Session Replication in Payara Server with Hazelcast

Payara

*Note: This blog post is an update to Dynamic Clustering and Failover on Payara Server With Hazelcast, which was written for Payara Server 4.

Introduction

This article continues our introductory blog series on setting up a simple deployment group with Payara Server, carrying straight on from our last blog where we configured sticky sessions for Payara Server.

If you have been following this series, so far we have:

This works quite well so far, and presuming your servers are the electronic equivalent of Wolverine and never die, that’s all good. If however, like the rest of us, you anticipate a server at some point needing to go down, you might wonder what will happen to any active sessions on that instance. Using the ‘sticky session’ approach from the last blog post will mean that when a server goes down, all session data is lost. This is a problem for most applications. To prevent this, you can use ‘session replication’ to ensure that there is always another instance with a copy of the session data from any other instance. This means that from a user’s perspective, it will be nearly impossible to tell when a server goes down. This provides several benefits, not least of which is the ability to perform a rolling upgrade on instances one at a time with no downtime. This blog will demonstrate how to enable session replication, to allow this functionality.

Web Container Availability

In order to allow session replication, web container availability must first be enabled. This allows web container managed properties such as sessions to be shared across instances with the same configuration.

 

With your instances started and referencing the same config, any change made to the shared config (in this case dg-config) will apply to both of our instances (as well as any other instances we create which reference dg-config). Previously in Payara Server 4, you had to enable Hazelcast and configure availability manually. This is all configured by default in Payara 5. In case you’ve changed any of the configuration, check that the availability service is enabled and the persistence type is ‘hazelcast’ in the Web Container Availability page:

 

Screen Shot 2018-08-08 at 2.39.03 PM

Application Distributable Tag

The Servlet 3.1 specification defines a tag for the application web.xml (in src/main/webapp/WEB-INF). This tag is the <distributable/> tag. It is defined as follows:

Screen Shot 2018-08-08 at 2.39.47 PM

Once this tag is included, your application will be marked as being appropriate to be deployed in a distributed Servlet container.
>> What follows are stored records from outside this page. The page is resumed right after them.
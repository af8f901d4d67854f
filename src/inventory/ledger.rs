//! Inventory Ledger Operations
//!
//! 对商品库存矩阵的内存操作。调用方负责持锁并在成功后写回数据库。

use thiserror::Error;

use crate::db::models::{InventoryEntry, Product};

#[derive(Debug, Error, PartialEq, Eq)]
pub enum LedgerError {
    #[error("Insufficient stock for {color} / {size}: {available} available, {requested} requested")]
    InsufficientStock {
        color: String,
        size: String,
        available: i64,
        requested: i64,
    },

    #[error("No such variant: {color} / {size}")]
    UnknownVariant { color: String, size: String },
}

impl Product {
    fn entry_mut(&mut self, color: &str, size: &str) -> Option<&mut InventoryEntry> {
        self.inventory
            .iter_mut()
            .find(|e| e.color == color && e.size == size)
    }

    /// Current stock of one variant; 0 when the variant does not exist
    pub fn variant_stock(&self, color: &str, size: &str) -> i64 {
        self.inventory
            .iter()
            .find(|e| e.color == color && e.size == size)
            .map(|e| e.stock)
            .unwrap_or(0)
    }

    pub fn has_sufficient_stock(&self, color: &str, size: &str, quantity: i64) -> bool {
        self.variant_stock(color, size) >= quantity
    }

    /// Decrement one variant's stock. Fails without mutating on unknown
    /// variant or insufficient stock.
    pub fn reserve(&mut self, color: &str, size: &str, quantity: i64) -> Result<(), LedgerError> {
        let entry = self
            .entry_mut(color, size)
            .ok_or_else(|| LedgerError::UnknownVariant {
                color: color.to_string(),
                size: size.to_string(),
            })?;
        if entry.stock < quantity {
            return Err(LedgerError::InsufficientStock {
                color: color.to_string(),
                size: size.to_string(),
                available: entry.stock,
                requested: quantity,
            });
        }
        entry.stock -= quantity;
        self.total_stock -= quantity;
        Ok(())
    }

    /// Return reserved stock to a variant. A variant that has since been
    /// removed from the matrix is skipped with a warning, cancellation
    /// must not fail on a drifted catalog.
    pub fn release(&mut self, color: &str, size: &str, quantity: i64) {
        match self.entry_mut(color, size) {
            Some(entry) => {
                entry.stock += quantity;
                self.total_stock += quantity;
            }
            None => {
                tracing::warn!(
                    "Release skipped, variant no longer exists: {color} / {size} (qty {quantity})"
                );
            }
        }
    }

    /// Set (or insert) one variant's absolute stock level
    pub fn set_variant_stock(&mut self, color: &str, size: &str, stock: i64) {
        match self.entry_mut(color, size) {
            Some(entry) => entry.stock = stock,
            None => self.inventory.push(InventoryEntry {
                color: color.to_string(),
                size: size.to_string(),
                stock,
            }),
        }
        self.recalculate_total_stock();
    }

    /// Recompute the denormalized total from the per-variant counters
    pub fn recalculate_total_stock(&mut self) -> i64 {
        self.total_stock = self.inventory.iter().map(|e| e.stock).sum();
        self.total_stock
    }
}

#[cfg(test)]
mod tests {
    use super::*;

    fn product() -> Product {
        let mut product = Product {
            id: None,
            name: "Scrub Top".to_string(),
            description: String::new(),
            price: 2500.0,
            category: "scrubs".to_string(),
            gender: String::new(),
            colors: Vec::new(),
            sizes: Vec::new(),
            inventory: vec![
                InventoryEntry {
                    color: "Navy".to_string(),
                    size: "S".to_string(),
                    stock: 5,
                },
                InventoryEntry {
                    color: "Navy".to_string(),
                    size: "M".to_string(),
                    stock: 2,
                },
            ],
            total_stock: 0,
            is_active: true,
            created_at: None,
        };
        product.recalculate_total_stock();
        product
    }

    #[test]
    fn test_reserve_decrements_variant_and_total() {
        let mut p = product();
        p.reserve("Navy", "S", 3).unwrap();
        assert_eq!(p.variant_stock("Navy", "S"), 2);
        assert_eq!(p.total_stock, 4);
    }

    #[test]
    fn test_reserve_insufficient_stock_leaves_product_untouched() {
        let mut p = product();
        let err = p.reserve("Navy", "M", 3).unwrap_err();
        assert_eq!(
            err,
            LedgerError::InsufficientStock {
                color: "Navy".to_string(),
                size: "M".to_string(),
                available: 2,
                requested: 3,
            }
        );
        assert_eq!(p.variant_stock("Navy", "M"), 2);
        assert_eq!(p.total_stock, 7);
    }

    #[test]
    fn test_reserve_unknown_variant() {
        let mut p = product();
        let err = p.reserve("Navy", "XL", 1).unwrap_err();
        assert!(matches!(err, LedgerError::UnknownVariant { .. }));
    }

    #[test]
    fn test_release_restores_stock() {
        let mut p = product();
        p.reserve("Navy", "S", 5).unwrap();
        p.release("Navy", "S", 5);
        assert_eq!(p.variant_stock("Navy", "S"), 5);
        assert_eq!(p.total_stock, 7);
    }

    #[test]
    fn test_release_on_removed_variant_is_noop() {
        let mut p = product();
        p.inventory.retain(|e| e.size != "M");
        p.recalculate_total_stock();
        p.release("Navy", "M", 2);
        assert_eq!(p.variant_stock("Navy", "M"), 0);
        assert_eq!(p.total_stock, 5);
    }

    #[test]
    fn test_set_variant_stock_overwrites_and_resums() {
        let mut p = product();
        p.set_variant_stock("Navy", "S", 10);
        assert_eq!(p.variant_stock("Navy", "S"), 10);
        assert_eq!(p.total_stock, 12);

        p.set_variant_stock("Navy", "L", 4);
        assert_eq!(p.variant_stock("Navy", "L"), 4);
        assert_eq!(p.total_stock, 16);
    }
}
In the context of a deployment group deployed application, it allows sessions to be replicated.

 

Serialisation

Configuration wise, the above steps should be all you need to get session replication working. However, replication requires that the user session be serialisable (to send to the other instances). If you’re storing objects in your session, make sure that each of these objects is serialisable. To do this make sure that all objects as well as each of their fields either directly or indirectly implements the Serializable interface.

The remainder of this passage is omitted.